Mumbai: The growth in India’s manufacturing activity moderated in May led by deterioration in external demand. The widely tracked Nikkei India Manufacturing Purchasing Managers Index (PMI) dropped to 51.6 in May from 52.5 in April.
A reading above 50 indicates expansion in activities while a reading below 50 suggests contraction in growth.
It said that the international demand for Indian-manufactured goods deteriorated in May, as signalled by a decline in new export orders.
The contraction was only slight, but ended a three-month sequence of growth. Data collected in May pointed to softer expansions in both new orders and production.
Incoming new work rose at the weakest pace since February, with slowdowns evident in the consumer and intermediate goods categories.
Capital goods producers, meanwhile, recorded a contraction in order books.
Output growth across the manufacturing sector as a whole was at a three-month low.
On the other hand, holdings of finished goods decreased in May as firms sought to fulfil orders from their existing stocks. The rate of depletion was sharp, and the most pronounced since August 2015.

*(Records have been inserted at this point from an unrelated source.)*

//! Forwards storefront settings to the compiler so they are inlined into
//! the WASM bundle. Values come from the environment or a `.env` file.

#[path = "build/env_files.rs"]
mod env_files;

use std::path::PathBuf;

const FORWARDED_VARS: [&str; 2] = ["RAZORPAY_KEY_ID", "STORE_API_URL"];

fn main() {
    // Watched even when absent, so creating a `.env` later triggers a rebuild.
    let manifest_dir = PathBuf::from(std::env::var_os("CARGO_MANIFEST_DIR").unwrap_or_default());
    for path in env_files::env_file_candidates(&manifest_dir) {
        println!("cargo:rerun-if-changed={}", path.display());
    }
    let _ = dotenvy::dotenv();

    for key in FORWARDED_VARS {
        println!("cargo:rerun-if-env-changed={key}");
        if let Ok(value) = std::env::var(key) {
            println!("cargo:rustc-env={key}={value}");
        }
    }
}
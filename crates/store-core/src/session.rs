//! # Session State
//!
//! The view's selection state as a reducer. `show_payment` and `loading` are
//! derived, so a payment screen without a product cannot be represented.

use crate::payment::PaymentMethod;
use crate::product::Product;

/// Where the checkout currently is
#[derive(Debug, Clone, Copy, Default, PartialEq, Eq)]
pub enum CheckoutStatus {
    #[default]
    Idle,
    /// Waiting for `POST /create-order`
    CreatingOrder,
    /// The widget is open
    AwaitingWidget,
    /// Waiting for `POST /verify-payment`
    Verifying,
}

impl CheckoutStatus {
    /// Any status other than `Idle` blocks a new checkout
    pub fn is_busy(&self) -> bool {
        !matches!(self, CheckoutStatus::Idle)
    }
}

/// Which screen is rendered
#[derive(Debug, Clone, Copy, PartialEq, Eq)]
pub enum Screen {
    Catalog,
    PaymentSelection,
}

/// State transitions of the view
#[derive(Debug, Clone, PartialEq, Eq)]
pub enum SessionAction {
    SelectProduct(Product),
    SelectMethod(PaymentMethod),
    BackToCatalog,
    StatusChanged(CheckoutStatus),
    /// Verified payment for the given product id. Resets to a fresh catalog
    /// unless the shopper has since moved on to another product.
    CheckoutSucceeded { product_id: u32 },
    /// Failed payment: stay on the payment screen
    CheckoutFailed,
}

/// In-memory selection state owned by the view
#[derive(Debug, Clone, Default, PartialEq, Eq)]
pub struct Session {
    pub selected_method: PaymentMethod,
    pub selected_product: Option<Product>,
    pub status: CheckoutStatus,
}

impl Session {
    pub fn new() -> Self {
        Self::default()
    }

    pub fn screen(&self) -> Screen {
        if self.show_payment() {
            Screen::PaymentSelection
        } else {
            Screen::Catalog
        }
    }

    pub fn show_payment(&self) -> bool {
        self.selected_product.is_some()
    }

    pub fn is_loading(&self) -> bool {
        self.status.is_busy()
    }

    /// A product is selected and no checkout is pending
    pub fn can_checkout(&self) -> bool {
        self.selected_product.is_some() && !self.status.is_busy()
    }

    /// Apply an action, returning the next state
    pub fn apply(&self, action: SessionAction) -> Session {
        match action {
            SessionAction::SelectProduct(product) => Session {
                selected_product: Some(product),
                ..self.clone()
            },
            SessionAction::SelectMethod(method) => Session {
                selected_method: method,
                ..self.clone()
            },
            // The status is kept: a pending checkout still settles and
            // must keep the trigger disabled until it does.
            SessionAction::BackToCatalog => Session {
                status: self.status,
                ..Session::default()
            },
            SessionAction::StatusChanged(status) => Session {
                status,
                ..self.clone()
            },
            SessionAction::CheckoutSucceeded { product_id } => {
                match &self.selected_product {
                    Some(product) if product.id != product_id => Session {
                        status: CheckoutStatus::Idle,
                        ..self.clone()
                    },
                    _ => Session::default(),
                }
            }
            SessionAction::CheckoutFailed => Session {
                status: CheckoutStatus::Idle,
                ..self.clone()
            },
        }
    }
}
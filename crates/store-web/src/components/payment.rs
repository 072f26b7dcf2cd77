//! Payment screen: selected product, method picker and pay button.

use crate::components::icons::PaymentIconView;
use store_core::{CheckoutStatus, PaymentMethod, Product, PAYMENT_OPTIONS};
use yew::prelude::*;

/// Label of the pay button for the current checkout status
pub fn pay_button_label(status: CheckoutStatus, product: &Product) -> String {
    match status {
        CheckoutStatus::Idle => format!("Pay {} Now", product.display_price()),
        CheckoutStatus::CreatingOrder | CheckoutStatus::AwaitingWidget => {
            "Processing...".to_string()
        }
        CheckoutStatus::Verifying => "Verifying payment...".to_string(),
    }
}

fn pay_button_classes(busy: bool) -> Classes {
    let state = if busy {
        "bg-gray-400 cursor-not-allowed"
    } else {
        "bg-blue-600 hover:bg-blue-700 focus:outline-none focus:ring-2 focus:ring-offset-2 focus:ring-blue-500"
    };
    classes!(
        "w-full",
        "flex",
        "justify-center",
        "py-3",
        "px-4",
        "border",
        "border-transparent",
        "rounded-md",
        "shadow-sm",
        "text-sm",
        "font-medium",
        "text-white",
        state
    )
}

#[derive(Properties, PartialEq)]
pub struct PaymentPanelProps {
    pub product: Product,
    pub selected_method: PaymentMethod,
    pub status: CheckoutStatus,
    pub on_select_method: Callback<PaymentMethod>,
    pub on_pay: Callback<MouseEvent>,
    pub on_back: Callback<MouseEvent>,
}

#[function_component(PaymentPanel)]
pub fn payment_panel(props: &PaymentPanelProps) -> Html {
    let product = &props.product;
    let busy = props.status.is_busy();

    html! {
        <div class="max-w-md mx-auto bg-white rounded-lg shadow-lg p-6 space-y-6">
            <button
                onclick={props.on_back.clone()}
                class="text-blue-600 hover:text-blue-800 mb-4"
            >
                { "← Back to Products" }
            </button>

            <div class="flex items-center space-x-4">
                <img
                    src={product.image.clone()}
                    alt={product.name.clone()}
                    class="w-20 h-20 object-cover rounded-lg"
                />
                <div>
                    <h2 class="text-xl font-semibold text-gray-900">{ product.name.clone() }</h2>
                    <p class="text-gray-500">{ product.description.clone() }</p>
                </div>
            </div>

            <div class="border-t border-b border-gray-100 py-4">
                <div class="flex justify-between items-center">
                    <span class="text-gray-600">{ "Price" }</span>
                    <span class="text-2xl font-bold text-gray-900">{ product.display_price() }</span>
                </div>
            </div>

            <div class="space-y-4">
                <label class="block text-sm font-medium text-gray-700">
                    { "Select Payment Method" }
                </label>
                <div class="grid gap-3">
                    { for PAYMENT_OPTIONS.iter().map(|option| html! {
                        <PaymentOptionButton
                            key={option.method.as_str()}
                            method={option.method}
                            selected={option.method == props.selected_method}
                            on_select={props.on_select_method.clone()}
                        />
                    }) }
                </div>

                <button
                    onclick={props.on_pay.clone()}
                    disabled={busy}
                    class={pay_button_classes(busy)}
                >
                    { pay_button_label(props.status, product) }
                </button>
            </div>

            <p class="mt-4 text-xs text-gray-500 text-center">
                { "Secure payments powered by Razorpay" }
            </p>
        </div>
    }
}

#[derive(Properties, PartialEq)]
pub struct PaymentOptionButtonProps {
    pub method: PaymentMethod,
    pub selected: bool,
    pub on_select: Callback<PaymentMethod>,
}

#[function_component(PaymentOptionButton)]
pub fn payment_option_button(props: &PaymentOptionButtonProps) -> Html {
    let option = props.method.option();
    let onclick = {
        let method = props.method;
        props.on_select.reform(move |_: MouseEvent| method)
    };

    let (border, icon, title) = if props.selected {
        ("border-blue-500 bg-blue-50", "text-blue-500", "text-blue-700")
    } else {
        (
            "border-gray-200 hover:border-blue-200 hover:bg-gray-50",
            "text-gray-400",
            "text-gray-900",
        )
    };

    html! {
        <button
            {onclick}
            class={classes!("flex", "items-center", "p-4", "border", "rounded-lg", "transition-all", border)}
        >
            <div class={icon}>
                <PaymentIconView icon={option.icon} class={classes!("h-6", "w-6")} />
            </div>
            <div class="ml-4 flex-1">
                <h3 class={classes!("font-medium", title)}>{ option.title }</h3>
                <p class="text-sm text-gray-500">{ option.description }</p>
            </div>
        </button>
    }
}
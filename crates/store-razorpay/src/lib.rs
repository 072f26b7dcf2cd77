//! # store-razorpay
//!
//! Razorpay adapters for the tech-store checkout flow.
//!
//! This crate provides:
//!
//! 1. **HttpOrderBackend** - client for the store backend
//!    - `POST /create-order` with `{ "amount": <rupees> }`
//!    - `POST /verify-payment` with the widget's signed payload
//!
//! 2. **RazorpayGateway** - the hosted Razorpay Checkout overlay (wasm32 only)
//!    - success handler and dismiss hook bridged into one future
//!    - requires `https://checkout.razorpay.com/v1/checkout.js` on the page
//!
//! ## Quick Start
//!
//! ```rust,ignore
//! use store_core::CheckoutFlow;
//! use store_razorpay::{HttpOrderBackend, RazorpayConfig, RazorpayGateway};
//!
//! let config = RazorpayConfig::new(Some("rzp_test_...".into()));
//! let flow = CheckoutFlow::new(
//!     config.store_config(),
//!     HttpOrderBackend::from_config(&config),
//!     RazorpayGateway::new(),
//! );
//! ```

pub mod backend;
pub mod config;
#[cfg(target_arch = "wasm32")]
pub mod widget;

// Re-exports
pub use backend::HttpOrderBackend;
pub use config::{RazorpayConfig, DEFAULT_API_BASE_URL};
#[cfg(target_arch = "wasm32")]
pub use widget::RazorpayGateway;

“With inflation under control and manufacturing growth below par, we may see the RBI changing neutral monetary policy stance to accommodative in coming months in order to support the economy,” said Pollanna De Lima, economist, IHS Markit.
However, the business optimism according to the survey rose to a six month high with firms expecting new product launches and machinery acquisitions and marketing campaigns to support output growth in the year ahead.
“Firms dipped into their inventories to meet demand. The finished goods inventory fell to a 21-month low. We believe this may have been due to the impending GST implementation, as firms generally intend to maintain leaner inventories into the transition. The rise in optimism level implies the softer May reading is transitory and firms’ outlook on (domestic) demand is positive,” said economists at Nomura.